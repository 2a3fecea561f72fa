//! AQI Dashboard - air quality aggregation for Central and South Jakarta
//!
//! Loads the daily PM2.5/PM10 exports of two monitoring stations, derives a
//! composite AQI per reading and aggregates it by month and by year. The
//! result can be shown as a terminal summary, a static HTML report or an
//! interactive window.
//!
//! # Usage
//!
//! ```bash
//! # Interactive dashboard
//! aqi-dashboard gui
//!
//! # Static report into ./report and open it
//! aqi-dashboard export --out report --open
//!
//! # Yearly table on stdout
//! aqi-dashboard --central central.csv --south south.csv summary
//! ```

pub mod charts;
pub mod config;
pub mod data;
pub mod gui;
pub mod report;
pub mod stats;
=-=-=-=-=
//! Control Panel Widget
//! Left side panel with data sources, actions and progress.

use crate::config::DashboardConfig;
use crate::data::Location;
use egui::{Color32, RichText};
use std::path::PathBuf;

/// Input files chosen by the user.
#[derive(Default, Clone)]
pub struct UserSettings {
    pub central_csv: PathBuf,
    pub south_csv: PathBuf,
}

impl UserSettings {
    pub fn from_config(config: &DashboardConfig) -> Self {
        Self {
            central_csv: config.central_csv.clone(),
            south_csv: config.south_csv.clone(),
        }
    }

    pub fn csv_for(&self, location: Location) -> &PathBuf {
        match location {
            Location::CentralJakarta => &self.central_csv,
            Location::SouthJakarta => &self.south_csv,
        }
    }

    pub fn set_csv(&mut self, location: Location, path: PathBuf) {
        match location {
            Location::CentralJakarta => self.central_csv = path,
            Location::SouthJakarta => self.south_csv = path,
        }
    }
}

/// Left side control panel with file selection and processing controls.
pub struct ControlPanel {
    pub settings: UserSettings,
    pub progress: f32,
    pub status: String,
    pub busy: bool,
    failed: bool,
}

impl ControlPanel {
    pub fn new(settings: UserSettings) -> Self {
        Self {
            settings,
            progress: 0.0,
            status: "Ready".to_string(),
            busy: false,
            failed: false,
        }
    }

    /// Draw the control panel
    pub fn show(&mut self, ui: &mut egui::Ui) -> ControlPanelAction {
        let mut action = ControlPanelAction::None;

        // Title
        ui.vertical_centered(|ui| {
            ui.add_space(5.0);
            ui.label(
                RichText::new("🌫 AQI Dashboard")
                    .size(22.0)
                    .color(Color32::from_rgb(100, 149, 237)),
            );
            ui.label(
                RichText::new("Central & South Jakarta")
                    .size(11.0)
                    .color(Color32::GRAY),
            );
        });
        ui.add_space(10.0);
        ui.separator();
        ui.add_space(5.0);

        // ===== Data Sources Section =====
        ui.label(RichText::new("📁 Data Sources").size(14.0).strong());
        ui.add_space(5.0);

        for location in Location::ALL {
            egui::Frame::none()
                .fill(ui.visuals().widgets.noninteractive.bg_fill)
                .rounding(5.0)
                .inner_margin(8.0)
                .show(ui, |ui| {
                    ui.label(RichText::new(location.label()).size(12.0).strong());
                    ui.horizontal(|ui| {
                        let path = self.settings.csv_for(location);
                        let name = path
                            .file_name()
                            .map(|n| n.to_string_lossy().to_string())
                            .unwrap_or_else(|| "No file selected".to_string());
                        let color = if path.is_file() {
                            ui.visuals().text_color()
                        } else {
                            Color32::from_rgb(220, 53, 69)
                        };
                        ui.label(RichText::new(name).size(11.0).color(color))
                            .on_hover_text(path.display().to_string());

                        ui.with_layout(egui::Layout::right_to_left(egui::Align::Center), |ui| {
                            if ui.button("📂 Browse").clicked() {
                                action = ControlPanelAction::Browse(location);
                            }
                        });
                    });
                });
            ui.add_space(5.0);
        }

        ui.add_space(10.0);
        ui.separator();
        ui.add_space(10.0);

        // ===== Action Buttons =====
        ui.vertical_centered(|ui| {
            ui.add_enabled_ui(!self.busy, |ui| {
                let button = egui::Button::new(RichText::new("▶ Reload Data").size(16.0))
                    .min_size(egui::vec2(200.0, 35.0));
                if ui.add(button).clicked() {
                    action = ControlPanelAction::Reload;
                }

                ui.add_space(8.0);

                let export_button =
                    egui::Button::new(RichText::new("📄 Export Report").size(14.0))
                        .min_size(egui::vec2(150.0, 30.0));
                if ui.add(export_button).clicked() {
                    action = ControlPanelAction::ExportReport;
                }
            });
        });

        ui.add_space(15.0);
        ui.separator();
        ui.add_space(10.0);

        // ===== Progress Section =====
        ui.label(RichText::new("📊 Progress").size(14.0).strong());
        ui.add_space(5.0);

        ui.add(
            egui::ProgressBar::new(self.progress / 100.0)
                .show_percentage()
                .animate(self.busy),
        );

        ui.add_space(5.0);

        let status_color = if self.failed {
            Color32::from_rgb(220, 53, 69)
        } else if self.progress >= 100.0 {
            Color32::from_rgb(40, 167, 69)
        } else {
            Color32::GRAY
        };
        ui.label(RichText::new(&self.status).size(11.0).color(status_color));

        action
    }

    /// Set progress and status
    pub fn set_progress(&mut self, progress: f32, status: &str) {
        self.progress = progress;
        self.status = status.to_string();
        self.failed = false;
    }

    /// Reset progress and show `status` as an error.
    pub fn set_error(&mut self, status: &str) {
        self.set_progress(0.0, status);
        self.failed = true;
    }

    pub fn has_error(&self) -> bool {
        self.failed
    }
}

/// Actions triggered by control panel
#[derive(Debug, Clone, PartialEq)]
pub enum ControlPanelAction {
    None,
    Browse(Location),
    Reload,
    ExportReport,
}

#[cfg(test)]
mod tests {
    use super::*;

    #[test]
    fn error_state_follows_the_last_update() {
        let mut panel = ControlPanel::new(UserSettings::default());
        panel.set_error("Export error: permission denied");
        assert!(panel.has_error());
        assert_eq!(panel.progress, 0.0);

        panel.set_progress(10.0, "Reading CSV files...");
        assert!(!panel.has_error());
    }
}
=-=-=-=-=
■ What the task requires
Among the entries above, locate the lines containing "repository 2a3fecea561f72fa" and "pub mod stats;", and transcribe exactly those two lines and all lines between.

■ Response below
repository 2a3fecea561f72fa
//! AQI Dashboard - air quality aggregation for Central and South Jakarta
//!
//! Loads the daily PM2.5/PM10 exports of two monitoring stations, derives a
//! composite AQI per reading and aggregates it by month and by year. The
//! result can be shown as a terminal summary, a static HTML report or an
//! interactive window.
//!
//! # Usage
//!
//! ```bash
//! # Interactive dashboard
//! aqi-dashboard gui
//!
//! # Static report into ./report and open it
//! aqi-dashboard export --out report --open
//!
//! # Yearly table on stdout
//! aqi-dashboard --central central.csv --south south.csv summary
//! ```

pub mod charts;
pub mod config;
pub mod data;
pub mod gui;
pub mod report;
pub mod stats;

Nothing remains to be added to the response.